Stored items
------
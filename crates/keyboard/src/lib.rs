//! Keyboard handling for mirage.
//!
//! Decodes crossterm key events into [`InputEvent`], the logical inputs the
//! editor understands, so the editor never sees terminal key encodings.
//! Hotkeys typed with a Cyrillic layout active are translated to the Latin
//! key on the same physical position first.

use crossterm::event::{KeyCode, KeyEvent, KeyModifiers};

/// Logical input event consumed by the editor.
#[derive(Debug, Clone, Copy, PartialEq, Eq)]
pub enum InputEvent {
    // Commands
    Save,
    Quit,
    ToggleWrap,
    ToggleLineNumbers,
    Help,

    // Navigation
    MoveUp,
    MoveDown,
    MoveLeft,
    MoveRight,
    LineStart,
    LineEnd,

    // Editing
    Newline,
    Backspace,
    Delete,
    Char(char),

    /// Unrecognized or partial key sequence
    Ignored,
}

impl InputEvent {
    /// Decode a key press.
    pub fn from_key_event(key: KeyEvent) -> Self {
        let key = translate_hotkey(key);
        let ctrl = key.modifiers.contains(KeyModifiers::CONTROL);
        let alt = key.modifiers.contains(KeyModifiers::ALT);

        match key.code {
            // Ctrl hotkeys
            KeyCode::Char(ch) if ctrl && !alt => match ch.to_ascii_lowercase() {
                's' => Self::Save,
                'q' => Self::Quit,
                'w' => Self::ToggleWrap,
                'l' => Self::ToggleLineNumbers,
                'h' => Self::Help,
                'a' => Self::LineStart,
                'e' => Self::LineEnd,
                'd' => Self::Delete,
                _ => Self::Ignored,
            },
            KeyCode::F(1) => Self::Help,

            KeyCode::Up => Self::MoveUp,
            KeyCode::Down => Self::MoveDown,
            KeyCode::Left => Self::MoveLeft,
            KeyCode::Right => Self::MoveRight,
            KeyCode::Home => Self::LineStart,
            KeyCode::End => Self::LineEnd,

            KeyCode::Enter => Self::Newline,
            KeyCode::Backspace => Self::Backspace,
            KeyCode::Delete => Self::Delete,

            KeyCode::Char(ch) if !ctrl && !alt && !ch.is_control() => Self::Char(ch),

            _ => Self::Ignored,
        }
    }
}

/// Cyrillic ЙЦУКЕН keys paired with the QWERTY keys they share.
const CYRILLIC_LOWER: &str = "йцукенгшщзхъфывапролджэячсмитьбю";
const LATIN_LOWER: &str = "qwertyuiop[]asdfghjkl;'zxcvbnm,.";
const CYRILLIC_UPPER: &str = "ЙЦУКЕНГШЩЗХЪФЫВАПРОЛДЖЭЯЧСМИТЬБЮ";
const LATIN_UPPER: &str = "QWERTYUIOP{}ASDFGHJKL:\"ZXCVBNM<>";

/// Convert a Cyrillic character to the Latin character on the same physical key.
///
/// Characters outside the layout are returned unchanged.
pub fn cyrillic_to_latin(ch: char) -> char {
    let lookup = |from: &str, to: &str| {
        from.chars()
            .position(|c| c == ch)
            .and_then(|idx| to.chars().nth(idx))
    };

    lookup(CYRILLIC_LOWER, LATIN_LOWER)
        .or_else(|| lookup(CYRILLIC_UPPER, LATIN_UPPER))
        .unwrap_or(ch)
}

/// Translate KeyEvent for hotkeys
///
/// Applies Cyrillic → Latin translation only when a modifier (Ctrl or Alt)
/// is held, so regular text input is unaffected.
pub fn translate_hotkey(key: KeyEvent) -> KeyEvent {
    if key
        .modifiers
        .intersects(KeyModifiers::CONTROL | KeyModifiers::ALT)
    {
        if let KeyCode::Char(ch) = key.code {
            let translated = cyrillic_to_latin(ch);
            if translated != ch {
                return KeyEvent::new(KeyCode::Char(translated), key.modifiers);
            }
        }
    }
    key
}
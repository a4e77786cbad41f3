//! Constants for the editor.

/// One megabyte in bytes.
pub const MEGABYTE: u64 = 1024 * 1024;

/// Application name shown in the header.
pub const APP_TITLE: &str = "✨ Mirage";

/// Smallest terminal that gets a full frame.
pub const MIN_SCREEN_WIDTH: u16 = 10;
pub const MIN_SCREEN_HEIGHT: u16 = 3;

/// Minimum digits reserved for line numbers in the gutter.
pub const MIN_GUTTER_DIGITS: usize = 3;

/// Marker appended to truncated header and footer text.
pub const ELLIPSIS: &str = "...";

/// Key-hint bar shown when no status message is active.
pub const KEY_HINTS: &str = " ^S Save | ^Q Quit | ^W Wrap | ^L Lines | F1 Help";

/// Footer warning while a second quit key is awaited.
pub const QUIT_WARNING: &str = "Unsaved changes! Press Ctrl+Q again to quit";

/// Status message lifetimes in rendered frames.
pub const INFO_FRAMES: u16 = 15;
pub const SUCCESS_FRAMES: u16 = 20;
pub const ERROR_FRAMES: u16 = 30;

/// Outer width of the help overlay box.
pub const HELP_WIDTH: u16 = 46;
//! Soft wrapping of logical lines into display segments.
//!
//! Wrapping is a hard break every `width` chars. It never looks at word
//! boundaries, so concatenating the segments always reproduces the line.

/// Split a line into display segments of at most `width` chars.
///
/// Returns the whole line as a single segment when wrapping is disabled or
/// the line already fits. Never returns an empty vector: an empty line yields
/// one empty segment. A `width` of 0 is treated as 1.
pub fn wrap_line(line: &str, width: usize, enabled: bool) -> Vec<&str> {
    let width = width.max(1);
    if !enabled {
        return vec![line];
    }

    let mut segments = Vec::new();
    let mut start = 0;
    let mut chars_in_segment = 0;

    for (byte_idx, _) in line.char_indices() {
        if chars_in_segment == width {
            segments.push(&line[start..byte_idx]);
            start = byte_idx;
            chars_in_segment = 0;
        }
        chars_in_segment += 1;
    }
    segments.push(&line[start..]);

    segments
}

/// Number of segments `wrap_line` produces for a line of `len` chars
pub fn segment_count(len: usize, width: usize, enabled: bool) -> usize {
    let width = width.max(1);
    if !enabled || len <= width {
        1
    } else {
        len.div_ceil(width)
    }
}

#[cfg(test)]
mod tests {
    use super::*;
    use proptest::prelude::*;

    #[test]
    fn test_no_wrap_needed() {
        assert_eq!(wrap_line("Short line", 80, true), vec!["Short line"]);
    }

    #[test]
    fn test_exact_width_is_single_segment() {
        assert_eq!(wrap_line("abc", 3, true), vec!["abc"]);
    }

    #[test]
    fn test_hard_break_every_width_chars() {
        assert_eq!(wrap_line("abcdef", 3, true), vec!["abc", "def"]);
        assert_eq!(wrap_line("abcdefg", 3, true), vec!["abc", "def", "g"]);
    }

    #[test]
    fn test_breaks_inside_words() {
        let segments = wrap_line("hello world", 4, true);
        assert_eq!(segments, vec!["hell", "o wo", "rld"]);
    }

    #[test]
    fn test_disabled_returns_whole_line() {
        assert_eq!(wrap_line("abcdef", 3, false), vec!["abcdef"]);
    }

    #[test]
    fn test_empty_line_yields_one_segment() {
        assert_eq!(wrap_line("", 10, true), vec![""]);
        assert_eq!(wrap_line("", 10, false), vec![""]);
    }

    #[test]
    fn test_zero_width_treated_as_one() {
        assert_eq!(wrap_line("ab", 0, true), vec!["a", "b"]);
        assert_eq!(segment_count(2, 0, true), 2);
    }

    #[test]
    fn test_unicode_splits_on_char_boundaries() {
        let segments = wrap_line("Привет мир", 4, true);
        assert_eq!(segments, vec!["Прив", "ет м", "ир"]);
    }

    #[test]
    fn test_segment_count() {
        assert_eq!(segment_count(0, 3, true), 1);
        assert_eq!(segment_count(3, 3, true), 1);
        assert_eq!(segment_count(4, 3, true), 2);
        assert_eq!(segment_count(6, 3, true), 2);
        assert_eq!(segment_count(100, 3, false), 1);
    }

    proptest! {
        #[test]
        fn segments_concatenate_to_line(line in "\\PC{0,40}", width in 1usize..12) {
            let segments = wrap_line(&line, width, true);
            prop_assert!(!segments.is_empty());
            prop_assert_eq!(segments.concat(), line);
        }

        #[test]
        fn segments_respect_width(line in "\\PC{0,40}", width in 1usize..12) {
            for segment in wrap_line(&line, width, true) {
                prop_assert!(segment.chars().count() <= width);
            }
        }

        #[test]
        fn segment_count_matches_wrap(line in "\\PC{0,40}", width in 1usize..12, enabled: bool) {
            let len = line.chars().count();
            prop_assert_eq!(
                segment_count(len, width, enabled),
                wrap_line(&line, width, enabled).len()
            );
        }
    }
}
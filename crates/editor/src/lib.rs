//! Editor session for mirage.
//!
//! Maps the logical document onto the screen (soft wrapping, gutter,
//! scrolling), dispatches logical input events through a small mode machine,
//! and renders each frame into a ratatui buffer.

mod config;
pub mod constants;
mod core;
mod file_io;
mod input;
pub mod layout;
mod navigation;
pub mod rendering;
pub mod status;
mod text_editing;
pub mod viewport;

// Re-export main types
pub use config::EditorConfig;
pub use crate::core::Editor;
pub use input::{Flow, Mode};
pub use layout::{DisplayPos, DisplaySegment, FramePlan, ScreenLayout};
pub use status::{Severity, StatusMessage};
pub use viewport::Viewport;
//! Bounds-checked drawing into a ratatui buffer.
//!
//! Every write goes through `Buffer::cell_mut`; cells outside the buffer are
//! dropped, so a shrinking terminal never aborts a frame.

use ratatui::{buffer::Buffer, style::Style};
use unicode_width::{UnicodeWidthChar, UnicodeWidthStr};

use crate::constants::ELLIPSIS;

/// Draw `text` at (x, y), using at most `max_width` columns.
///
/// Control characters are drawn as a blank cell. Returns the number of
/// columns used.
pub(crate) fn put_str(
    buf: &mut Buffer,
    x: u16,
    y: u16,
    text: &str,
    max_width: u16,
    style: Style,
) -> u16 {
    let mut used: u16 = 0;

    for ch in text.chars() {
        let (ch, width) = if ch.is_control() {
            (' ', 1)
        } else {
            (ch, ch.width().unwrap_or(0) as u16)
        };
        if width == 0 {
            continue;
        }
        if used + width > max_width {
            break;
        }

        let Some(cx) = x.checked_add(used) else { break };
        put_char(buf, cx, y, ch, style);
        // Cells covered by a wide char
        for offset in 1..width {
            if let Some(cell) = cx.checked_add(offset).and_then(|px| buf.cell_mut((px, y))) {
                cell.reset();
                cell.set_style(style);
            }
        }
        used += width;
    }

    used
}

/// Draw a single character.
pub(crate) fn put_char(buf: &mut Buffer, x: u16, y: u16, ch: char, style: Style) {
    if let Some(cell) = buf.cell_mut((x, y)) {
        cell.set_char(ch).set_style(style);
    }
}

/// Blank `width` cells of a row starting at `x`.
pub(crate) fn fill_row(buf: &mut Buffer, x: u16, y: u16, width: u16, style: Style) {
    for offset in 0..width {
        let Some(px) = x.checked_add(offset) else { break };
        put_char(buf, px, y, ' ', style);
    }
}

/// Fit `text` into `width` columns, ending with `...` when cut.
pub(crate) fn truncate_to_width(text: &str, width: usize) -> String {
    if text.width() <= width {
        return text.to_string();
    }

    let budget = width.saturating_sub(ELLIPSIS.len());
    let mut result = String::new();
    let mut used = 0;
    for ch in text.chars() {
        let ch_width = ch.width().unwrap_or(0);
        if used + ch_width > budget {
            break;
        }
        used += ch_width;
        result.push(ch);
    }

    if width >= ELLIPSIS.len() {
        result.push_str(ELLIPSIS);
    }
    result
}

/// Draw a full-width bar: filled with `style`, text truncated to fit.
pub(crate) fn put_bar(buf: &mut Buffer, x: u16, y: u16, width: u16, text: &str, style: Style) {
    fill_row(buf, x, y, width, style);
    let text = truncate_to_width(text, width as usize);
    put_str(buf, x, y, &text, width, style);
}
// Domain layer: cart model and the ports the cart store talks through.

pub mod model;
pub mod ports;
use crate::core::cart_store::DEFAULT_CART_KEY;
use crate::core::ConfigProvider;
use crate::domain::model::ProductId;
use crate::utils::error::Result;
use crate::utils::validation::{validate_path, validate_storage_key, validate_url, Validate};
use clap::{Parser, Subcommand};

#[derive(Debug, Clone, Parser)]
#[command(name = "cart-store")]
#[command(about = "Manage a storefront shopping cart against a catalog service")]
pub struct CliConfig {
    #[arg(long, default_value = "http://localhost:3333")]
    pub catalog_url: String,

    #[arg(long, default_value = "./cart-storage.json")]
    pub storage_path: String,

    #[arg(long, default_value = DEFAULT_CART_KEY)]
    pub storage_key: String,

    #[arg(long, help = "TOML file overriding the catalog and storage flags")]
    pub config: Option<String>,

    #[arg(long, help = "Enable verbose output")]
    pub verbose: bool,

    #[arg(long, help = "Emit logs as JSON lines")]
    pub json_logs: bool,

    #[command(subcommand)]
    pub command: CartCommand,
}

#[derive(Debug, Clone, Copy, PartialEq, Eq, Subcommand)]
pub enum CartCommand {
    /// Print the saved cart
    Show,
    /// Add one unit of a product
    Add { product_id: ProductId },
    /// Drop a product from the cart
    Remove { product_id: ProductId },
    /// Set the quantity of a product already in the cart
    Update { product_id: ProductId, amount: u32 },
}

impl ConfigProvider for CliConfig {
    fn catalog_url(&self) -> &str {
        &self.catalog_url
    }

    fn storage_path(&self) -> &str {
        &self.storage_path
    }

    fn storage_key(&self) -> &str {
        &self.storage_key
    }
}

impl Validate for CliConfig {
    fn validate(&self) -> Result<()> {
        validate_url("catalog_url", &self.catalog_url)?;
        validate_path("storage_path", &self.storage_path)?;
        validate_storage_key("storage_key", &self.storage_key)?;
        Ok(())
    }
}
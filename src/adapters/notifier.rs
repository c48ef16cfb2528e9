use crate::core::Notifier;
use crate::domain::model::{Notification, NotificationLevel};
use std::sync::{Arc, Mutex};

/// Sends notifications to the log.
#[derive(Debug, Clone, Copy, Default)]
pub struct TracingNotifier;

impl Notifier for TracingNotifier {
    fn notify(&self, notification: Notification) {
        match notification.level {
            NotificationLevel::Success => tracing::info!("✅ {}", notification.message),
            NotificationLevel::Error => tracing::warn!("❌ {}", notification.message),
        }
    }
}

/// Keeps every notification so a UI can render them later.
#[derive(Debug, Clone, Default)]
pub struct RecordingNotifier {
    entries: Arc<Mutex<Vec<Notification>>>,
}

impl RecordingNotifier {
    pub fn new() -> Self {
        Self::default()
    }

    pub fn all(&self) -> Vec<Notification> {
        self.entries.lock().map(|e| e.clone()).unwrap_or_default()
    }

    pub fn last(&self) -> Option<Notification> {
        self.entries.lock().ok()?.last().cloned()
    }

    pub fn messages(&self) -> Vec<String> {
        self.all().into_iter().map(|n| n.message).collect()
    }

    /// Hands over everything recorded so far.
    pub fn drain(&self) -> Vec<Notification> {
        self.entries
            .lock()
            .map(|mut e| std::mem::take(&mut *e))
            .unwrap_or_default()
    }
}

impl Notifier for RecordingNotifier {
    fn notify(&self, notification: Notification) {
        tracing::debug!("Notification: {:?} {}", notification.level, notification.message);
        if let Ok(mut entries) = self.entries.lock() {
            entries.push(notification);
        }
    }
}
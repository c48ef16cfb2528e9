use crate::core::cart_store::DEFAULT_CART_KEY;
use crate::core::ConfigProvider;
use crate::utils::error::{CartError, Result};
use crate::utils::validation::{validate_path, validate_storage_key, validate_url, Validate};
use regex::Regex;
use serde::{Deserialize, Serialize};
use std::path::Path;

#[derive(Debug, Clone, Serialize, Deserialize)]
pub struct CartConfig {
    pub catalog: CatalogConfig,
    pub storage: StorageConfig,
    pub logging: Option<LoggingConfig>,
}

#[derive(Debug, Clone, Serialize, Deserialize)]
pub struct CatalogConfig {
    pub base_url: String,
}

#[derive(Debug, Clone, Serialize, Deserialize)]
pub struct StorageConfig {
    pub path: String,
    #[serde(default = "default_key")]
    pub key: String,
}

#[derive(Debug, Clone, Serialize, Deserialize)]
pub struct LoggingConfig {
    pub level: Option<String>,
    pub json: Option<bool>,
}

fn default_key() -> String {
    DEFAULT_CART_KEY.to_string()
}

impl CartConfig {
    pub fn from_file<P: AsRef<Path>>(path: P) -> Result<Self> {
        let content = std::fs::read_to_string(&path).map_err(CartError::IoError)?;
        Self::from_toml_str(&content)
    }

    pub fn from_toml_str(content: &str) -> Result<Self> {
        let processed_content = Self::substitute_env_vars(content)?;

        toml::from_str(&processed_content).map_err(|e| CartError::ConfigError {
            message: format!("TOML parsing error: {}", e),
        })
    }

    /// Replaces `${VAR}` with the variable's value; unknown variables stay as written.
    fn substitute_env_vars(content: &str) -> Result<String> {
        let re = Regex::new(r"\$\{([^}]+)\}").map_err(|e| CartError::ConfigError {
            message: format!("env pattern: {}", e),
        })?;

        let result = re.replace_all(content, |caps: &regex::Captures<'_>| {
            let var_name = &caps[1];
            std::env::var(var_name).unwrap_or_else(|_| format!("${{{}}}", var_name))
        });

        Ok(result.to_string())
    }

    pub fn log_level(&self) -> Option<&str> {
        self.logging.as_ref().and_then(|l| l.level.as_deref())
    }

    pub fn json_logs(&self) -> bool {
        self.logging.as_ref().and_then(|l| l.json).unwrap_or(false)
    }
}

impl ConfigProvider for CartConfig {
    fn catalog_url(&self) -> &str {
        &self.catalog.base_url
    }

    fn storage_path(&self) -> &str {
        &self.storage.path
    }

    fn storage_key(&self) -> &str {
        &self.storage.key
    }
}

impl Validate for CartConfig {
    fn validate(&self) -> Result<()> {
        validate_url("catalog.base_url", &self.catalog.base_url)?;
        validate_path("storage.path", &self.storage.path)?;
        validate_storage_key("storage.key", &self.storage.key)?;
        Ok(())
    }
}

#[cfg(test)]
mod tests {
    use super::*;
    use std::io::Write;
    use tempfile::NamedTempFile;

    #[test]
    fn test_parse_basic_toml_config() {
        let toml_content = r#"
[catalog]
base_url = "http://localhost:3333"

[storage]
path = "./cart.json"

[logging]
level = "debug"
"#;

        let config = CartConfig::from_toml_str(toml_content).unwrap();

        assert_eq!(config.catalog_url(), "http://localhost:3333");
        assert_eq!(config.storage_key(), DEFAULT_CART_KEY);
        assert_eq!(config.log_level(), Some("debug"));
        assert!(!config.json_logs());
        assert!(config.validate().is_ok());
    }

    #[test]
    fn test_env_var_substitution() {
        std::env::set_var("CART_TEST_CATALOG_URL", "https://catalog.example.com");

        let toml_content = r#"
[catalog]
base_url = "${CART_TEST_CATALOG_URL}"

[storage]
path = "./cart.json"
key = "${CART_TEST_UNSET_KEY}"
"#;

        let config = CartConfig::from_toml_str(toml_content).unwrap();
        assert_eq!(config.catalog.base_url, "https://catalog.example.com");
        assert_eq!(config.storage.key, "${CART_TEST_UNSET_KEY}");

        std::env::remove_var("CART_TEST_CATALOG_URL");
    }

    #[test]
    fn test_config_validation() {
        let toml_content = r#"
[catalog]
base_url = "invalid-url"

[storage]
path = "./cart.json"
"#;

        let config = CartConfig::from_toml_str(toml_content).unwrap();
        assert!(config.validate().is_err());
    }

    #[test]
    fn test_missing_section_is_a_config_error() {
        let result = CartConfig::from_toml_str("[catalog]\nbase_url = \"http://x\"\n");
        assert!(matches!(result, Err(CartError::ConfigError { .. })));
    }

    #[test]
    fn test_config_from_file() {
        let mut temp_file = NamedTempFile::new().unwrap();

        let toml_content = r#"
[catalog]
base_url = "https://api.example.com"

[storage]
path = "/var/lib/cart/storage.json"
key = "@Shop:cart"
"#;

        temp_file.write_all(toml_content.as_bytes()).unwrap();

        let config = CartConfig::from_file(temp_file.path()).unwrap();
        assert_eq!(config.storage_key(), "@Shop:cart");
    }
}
------
• Activity
What lines in the entries above hold "already"? Copy every one.

• Solution for this problem
/// the line already fits. Never returns an empty vector: an empty line yields
    /// Set the quantity of a product already in the cart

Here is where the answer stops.